[[ Data for the task open ]]
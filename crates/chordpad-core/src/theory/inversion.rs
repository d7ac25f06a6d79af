use super::pitch::Note;

/// Apply inversion `k` to a chord voicing.
///
/// Repeats `k mod n` times: take the first note off the front and append it
/// again one octave higher. Each displaced note keeps its own octave plus one,
/// independent of the others.
pub fn apply_inversion(notes: &[Note], k: usize) -> Vec<Note> {
    if k == 0 || notes.is_empty() {
        return notes.to_vec();
    }

    let split = k % notes.len();
    let (moved, kept) = notes.split_at(split);
    kept.iter()
        .copied()
        .chain(moved.iter().map(|n| n.octave_up()))
        .collect()
}

#[cfg(test)]
mod tests {
    use super::*;
    use crate::theory::chord::{build_chord, ChordModifier};
    use crate::theory::pitch::PitchClass;
    use crate::theory::scale::ScaleDegree;

    fn parse(names: &[&str]) -> Vec<Note> {
        names.iter().map(|n| n.parse().unwrap()).collect()
    }

    #[test]
    fn test_zero_is_identity() {
        let notes = parse(&["C4", "E4", "G4"]);
        assert_eq!(apply_inversion(&notes, 0), notes);
        assert!(apply_inversion(&[], 3).is_empty());
    }

    #[test]
    fn test_first_and_second_inversion() {
        let notes = parse(&["C4", "E4", "G4"]);
        assert_eq!(apply_inversion(&notes, 1), parse(&["E4", "G4", "C5"]));
        assert_eq!(apply_inversion(&notes, 2), parse(&["G4", "C5", "E5"]));
    }

    #[test]
    fn test_large_k_reduces_mod_len() {
        let notes = parse(&["C4", "E4", "G4"]);
        assert_eq!(apply_inversion(&notes, 4), apply_inversion(&notes, 1));
        // A full cycle keeps the order and does not bump any octave
        assert_eq!(apply_inversion(&notes, 3), notes);
    }

    #[test]
    fn test_displaced_note_keeps_its_own_octave() {
        let notes = parse(&["D5", "F3", "A3"]);
        assert_eq!(apply_inversion(&notes, 1), parse(&["F3", "A3", "D6"]));
    }

    #[test]
    fn test_inversion_is_cyclic_over_pitch_classes() {
        for modifier in ChordModifier::ALL {
            for degree in ScaleDegree::all() {
                let chord = build_chord(PitchClass::E, degree, modifier, 4);
                let notes = chord.notes();
                let n = notes.len();
                for k in 0..(2 * n + 1) {
                    let inverted = apply_inversion(notes, k);
                    let restored = apply_inversion(&inverted, (n - k % n) % n);
                    let restored_pcs: Vec<PitchClass> = restored.iter().map(|n| n.pitch).collect();
                    assert_eq!(restored_pcs, chord.pitch_classes(), "{modifier} k={k}");
                }
            }
        }
    }
}
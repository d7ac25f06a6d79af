//! Note trigger that prints to stdout.

use chordpad_core::NoteTrigger;
use std::io::Write;
use std::time::Instant;

/// Prints one line per trigger, stamped with the time since creation.
#[derive(Debug)]
pub struct PrintTrigger {
    started: Instant,
}

impl Default for PrintTrigger {
    fn default() -> Self {
        Self::new()
    }
}

impl PrintTrigger {
    pub fn new() -> Self {
        Self {
            started: Instant::now(),
        }
    }
}

pub fn format_trigger(elapsed_secs: f64, pitches: &[String], duration_secs: f64) -> String {
    format!(
        "{:>8.3}s  {:<24} ({:.2}s)",
        elapsed_secs,
        pitches.join(" "),
        duration_secs
    )
}

impl NoteTrigger for PrintTrigger {
    fn trigger_notes(&mut self, pitches: &[String], duration_secs: f64) {
        let line = format_trigger(self.started.elapsed().as_secs_f64(), pitches, duration_secs);
        let mut out = std::io::stdout().lock();
        if writeln!(out, "{line}").is_err() {
            log::warn!("Failed to write trigger output");
        }
    }
}

#[cfg(test)]
mod tests {
    use super::*;

    #[test]
    fn test_format_trigger() {
        let pitches = vec!["C4".to_string(), "E4".to_string(), "G4".to_string()];
        let line = format_trigger(1.5, &pitches, 0.5);
        assert!(line.starts_with("   1.500s  C4 E4 G4"));
        assert!(line.ends_with("(0.50s)"));
    }
}
//! chordpad runtime - drives the engine on its own thread.
//!
//! The runtime manages:
//! - The runtime thread lifecycle
//! - Command queueing from any number of handles
//! - Periodic transport and metronome ticks

pub mod thread;

pub use thread::{Runtime, RuntimeHandle};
[[ Data for the task closed ]]
__Task item__
Reproduce the data shown above exactly, including every line.

__Answer section__
filename crates/chordpad-core/src/theory/inversion.rs
repository d7ac25f06a6d79af
use super::pitch::Note;

/// Apply inversion `k` to a chord voicing.
///
/// Repeats `k mod n` times: take the first note off the front and append it
/// again one octave higher. Each displaced note keeps its own octave plus one,
/// independent of the others.
pub fn apply_inversion(notes: &[Note], k: usize) -> Vec<Note> {
    if k == 0 || notes.is_empty() {
        return notes.to_vec();
    }

    let split = k % notes.len();
    let (moved, kept) = notes.split_at(split);
    kept.iter()
        .copied()
        .chain(moved.iter().map(|n| n.octave_up()))
        .collect()
}

#[cfg(test)]
mod tests {
    use super::*;
    use crate::theory::chord::{build_chord, ChordModifier};
    use crate::theory::pitch::PitchClass;
    use crate::theory::scale::ScaleDegree;

    fn parse(names: &[&str]) -> Vec<Note> {
        names.iter().map(|n| n.parse().unwrap()).collect()
    }

    #[test]
    fn test_zero_is_identity() {
        let notes = parse(&["C4", "E4", "G4"]);
        assert_eq!(apply_inversion(&notes, 0), notes);
        assert!(apply_inversion(&[], 3).is_empty());
    }

    #[test]
    fn test_first_and_second_inversion() {
        let notes = parse(&["C4", "E4", "G4"]);
        assert_eq!(apply_inversion(&notes, 1), parse(&["E4", "G4", "C5"]));
        assert_eq!(apply_inversion(&notes, 2), parse(&["G4", "C5", "E5"]));
    }

    #[test]
    fn test_large_k_reduces_mod_len() {
        let notes = parse(&["C4", "E4", "G4"]);
        assert_eq!(apply_inversion(&notes, 4), apply_inversion(&notes, 1));
        // A full cycle keeps the order and does not bump any octave
        assert_eq!(apply_inversion(&notes, 3), notes);
    }

    #[test]
    fn test_displaced_note_keeps_its_own_octave() {
        let notes = parse(&["D5", "F3", "A3"]);
        assert_eq!(apply_inversion(&notes, 1), parse(&["F3", "A3", "D6"]));
    }

    #[test]
    fn test_inversion_is_cyclic_over_pitch_classes() {
        for modifier in ChordModifier::ALL {
            for degree in ScaleDegree::all() {
                let chord = build_chord(PitchClass::E, degree, modifier, 4);
                let notes = chord.notes();
                let n = notes.len();
                for k in 0..(2 * n + 1) {
                    let inverted = apply_inversion(notes, k);
                    let restored = apply_inversion(&inverted, (n - k % n) % n);
                    let restored_pcs: Vec<PitchClass> = restored.iter().map(|n| n.pitch).collect();
                    assert_eq!(restored_pcs, chord.pitch_classes(), "{modifier} k={k}");
                }
            }
        }
    }
}
repository d7ac25f06a6d79af
//! Note trigger that prints to stdout.

use chordpad_core::NoteTrigger;
use std::io::Write;
use std::time::Instant;

/// Prints one line per trigger, stamped with the time since creation.
#[derive(Debug)]
pub struct PrintTrigger {
    started: Instant,
}

impl Default for PrintTrigger {
    fn default() -> Self {
        Self::new()
    }
}

impl PrintTrigger {
    pub fn new() -> Self {
        Self {
            started: Instant::now(),
        }
    }
}

pub fn format_trigger(elapsed_secs: f64, pitches: &[String], duration_secs: f64) -> String {
    format!(
        "{:>8.3}s  {:<24} ({:.2}s)",
        elapsed_secs,
        pitches.join(" "),
        duration_secs
    )
}

impl NoteTrigger for PrintTrigger {
    fn trigger_notes(&mut self, pitches: &[String], duration_secs: f64) {
        let line = format_trigger(self.started.elapsed().as_secs_f64(), pitches, duration_secs);
        let mut out = std::io::stdout().lock();
        if writeln!(out, "{line}").is_err() {
            log::warn!("Failed to write trigger output");
        }
    }
}

#[cfg(test)]
mod tests {
    use super::*;

    #[test]
    fn test_format_trigger() {
        let pitches = vec!["C4".to_string(), "E4".to_string(), "G4".to_string()];
        let line = format_trigger(1.5, &pitches, 0.5);
        assert!(line.starts_with("   1.500s  C4 E4 G4"));
        assert!(line.ends_with("(0.50s)"));
    }
}
//! chordpad runtime - drives the engine on its own thread.
//!
//! The runtime manages:
//! - The runtime thread lifecycle
//! - Command queueing from any number of handles
//! - Periodic transport and metronome ticks

pub mod thread;

pub use thread::{Runtime, RuntimeHandle};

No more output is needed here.